I work with middle school students. I get it. One day you will either walk 20 feet in front of me or 20 feet behind me but never with me. You will want to go to the mall with friends, hang out with 'just friends' and God forbid I want to tag along. I know this day is coming. I promise not to take offense. It's only natural. You grow up and learn to be by yourself, without me. On the upside, one day you will return to me... as a friend and a daughter. The knowledge of this will keep me sane.
But I am getting ahead of myself. You are only 1. Right now, you want me to hold you. You look pathetically at me with your hands outstretched. You've learned this gets me every time. I pick you up and cuddle. This morning, you didn't want to be put down. You snuggled your head into my chest and hung on tight. Now, when you are walking you instinctively stick your hand up in the air waiting for my hand to grab yours. One day you will not grab for my hand. One day you will not want to cuddle with me.

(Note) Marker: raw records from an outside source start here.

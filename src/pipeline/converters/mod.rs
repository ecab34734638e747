//! Output converters for analyzed pages.
//!
//! This module provides converters that render a [`PageLayout`] as text:
//! - **Plain text**: one line per text component, in reading order
//! - **JSON**: the full component tree

mod json;
mod plain_text;

pub use json::JsonConverter;
pub use plain_text::PlainTextConverter;

use crate::error::Result;
use crate::layout::PageLayout;

/// Trait for rendering an analyzed page.
pub trait OutputConverter: Send + Sync {
    /// Render one page.
    fn convert(&self, page: &PageLayout) -> Result<String>;

    /// Render several pages, one after the other.
    fn convert_all(&self, pages: &[PageLayout]) -> Result<String> {
        let mut out = String::new();
        for page in pages {
            out.push_str(&self.convert(page)?);
        }
        Ok(out)
    }

    /// Return the name of this converter for debugging.
    fn name(&self) -> &'static str;
}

I am happy for today. I like to relish the time in the morning right when you awake. You want to snuggle just a minute more before it's time to dress and face the world. We tend to linger in the mornings. I watch you sleep, I feed you breakfast, we watch Blues Clues, we pick out an outfit and get dressed. Sometimes we even walk together to the car (very slowly since someone takes small steps). I'm lucky I don't have to rush into work and can spend extra time with you. Too many mornings will be rushed. Too many breakfasts will be eaten in the car. Too many snuggles will be cut short. This morning I took the time to move at your pace. I wish every morning could be this way. I suppose we have the hectic mornings to remind us to savor the ones we can. Oh how I savor our mornings Nora.
One day, too soon, I will be yelling up the stairs for you to hurry up because we're late. You will sulk as I drive you to school, not wanting to be seen with me, then shy away when I go to kiss you goodbye. I will smile to myself, remembering how our mornings used to be.